Eating disorders aren’t simply physiological—they’re also (mainly) mental. Comorbidities such as depression, anxiety, and obsessive-compulsive disorder (OCD) can occur alongside eating disorders.

Eating disorders are about much more than hunger cues and diets gone wrong. You can’t just turn off an eating disorder with a pill. If that were the case, we could have prevented 30 million Americans from suffering from an eating disorder at some point in their lifetime, and eating disorders wouldn’t have the second highest death rate among mental illnesses, second only to opioid overdoses.

The issue with turning off hunger

If diets worked, we wouldn’t see new regimens sprouting up every few years. When diets inevitably fail, our bodies usually return to their natural size and we continue eating the way we did before the diet. So it only makes sense that the same thing would happen with a medication like Ozempic. If Ozempic quells hunger and then you take Ozempic away, hunger is likely to come back as a normal bodily sensation.

So if someone wants to maintain weight loss, do they have to take this drug forever?

I’m a person who has depression and anxiety, and I take medication for it. The brands and dosages have varied over the years, but medication is likely something I will need to take for the rest of my life.

Why? Because mental illnesses, like eating disorders, are the result of chemical dysregulation in the brain and some need to be regulated with meds. But they also can be regulated with things like lifestyle changes, therapy, a strong social community, and exercise.

All this is to say that EDs aren’t just about hunger cues and weight gain and weight loss and binge eating and starvation. EDs are complex, and they can’t be solved with a pill.

The dangers of abuse and misuse

Despite the body-neutral and fat-positive social movements that are happening around us, we still live in a society that pummels us with messages like thin equals good and fat equals bad, and we should always be wanting to lose weight. And just like the celebrity spokespeople who (dis)graced our TV screens for diet programs like Atkins and Nutrisystem, we’re now seeing a similar ripple effect on the general population: a celebrity achieved that, so I want it, too.

We like to think we have enough moral fortitude to know when we’ve taken things too far, but if we see behaviors of some of our favorite figures go consequence-free, why can’t we experience the same?

I think back to my early days of my eating disorder, when Paris Hilton and Lindsay Lohan were photographed and making headlines for their small bodies and “party girl” personas. They may have been engaging in destructive behaviors, but to me, an impressionable young woman, they were glamorous. I liked to pretend my life was like theirs—drinking excessively, starving myself to the bone, and feeling free. If that’s what made the magazine covers, it must be worth having.

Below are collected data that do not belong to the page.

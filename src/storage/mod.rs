// src/storage/mod.rs - SQLite persistence behind a shared handle

pub mod ledger;
pub mod settings;
pub mod warnings;

use anyhow::Result;
use log::info;
use rusqlite::Connection;
use std::path::Path;
use std::sync::Mutex;

/// Shared database handle. All queries funnel through one connection
/// guarded by a mutex; multi-statement mutations run inside a
/// transaction via `with_conn_mut`.
pub struct Database {
    conn: Mutex<Connection>,
}

impl Database {
    pub fn open(path: &Path) -> Result<Self> {
        let conn = Connection::open(path)?;

        // WAL mode for concurrent reads
        conn.pragma_update(None, "journal_mode", "WAL")?;
        conn.pragma_update(None, "foreign_keys", "ON")?;

        run_migrations(&conn)?;

        info!("Database opened at {}", path.display());
        Ok(Self {
            conn: Mutex::new(conn),
        })
    }

    /// In-memory database, used by tests and throwaway setups.
    pub fn open_in_memory() -> Result<Self> {
        let conn = Connection::open_in_memory()?;
        run_migrations(&conn)?;
        Ok(Self {
            conn: Mutex::new(conn),
        })
    }

    pub fn with_conn<F, T>(&self, f: F) -> Result<T>
    where
        F: FnOnce(&Connection) -> Result<T>,
    {
        let conn = self
            .conn
            .lock()
            .map_err(|e| anyhow::anyhow!("DB lock poisoned: {}", e))?;
        f(&conn)
    }

    pub fn with_conn_mut<F, T>(&self, f: F) -> Result<T>
    where
        F: FnOnce(&mut Connection) -> Result<T>,
    {
        let mut conn = self
            .conn
            .lock()
            .map_err(|e| anyhow::anyhow!("DB lock poisoned: {}", e))?;
        f(&mut conn)
    }
}

fn run_migrations(conn: &Connection) -> Result<()> {
    conn.execute_batch(
        "
        CREATE TABLE IF NOT EXISTS user_points (
            chat_id             INTEGER NOT NULL,
            user_id             INTEGER NOT NULL,
            points              INTEGER NOT NULL DEFAULT 0,
            last_message_time   INTEGER,
            PRIMARY KEY (chat_id, user_id)
        );

        CREATE TABLE IF NOT EXISTS points_history (
            id              INTEGER PRIMARY KEY AUTOINCREMENT,
            chat_id         INTEGER NOT NULL,
            user_id         INTEGER NOT NULL,
            points_change   INTEGER NOT NULL,
            reason          TEXT,
            timestamp       INTEGER NOT NULL
        );

        CREATE INDEX IF NOT EXISTS idx_points_history_user
            ON points_history(chat_id, user_id, timestamp);

        CREATE TABLE IF NOT EXISTS warnings (
            id          INTEGER PRIMARY KEY AUTOINCREMENT,
            chat_id     INTEGER NOT NULL,
            user_id     INTEGER NOT NULL,
            admin_id    INTEGER NOT NULL,
            reason      TEXT,
            timestamp   INTEGER NOT NULL
        );

        CREATE INDEX IF NOT EXISTS idx_warnings_user
            ON warnings(chat_id, user_id);

        CREATE TABLE IF NOT EXISTS chat_settings (
            chat_id             INTEGER PRIMARY KEY,
            welcome_message     TEXT,
            rules               TEXT,
            auto_delete_ads     INTEGER NOT NULL DEFAULT 1,
            welcome_new_members INTEGER NOT NULL DEFAULT 1,
            auto_kick_bots      INTEGER NOT NULL DEFAULT 0,
            created_at          INTEGER NOT NULL,
            updated_at          INTEGER NOT NULL
        );
        ",
    )?;

    info!("Database migrations complete");
    Ok(())
}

We face the same comparison dangers with Ozempic. While some patients who really need it may benefit from its effects, there will always be those who misuse it. And when drugs aren’t used for their intended purpose, the put-togetherness starts to unravel.

Another eating disorder in disguise

We don’t yet know the long-term health effects of drugs like Ozempic and Wegovy, but we do know that eating disorders are deadly. The proximity of these drugs to the harmful effects of starvation are cause for concern. Because just like with any dieting fad, there is risk for snapback. But in this case, the risks are much greater and more severe.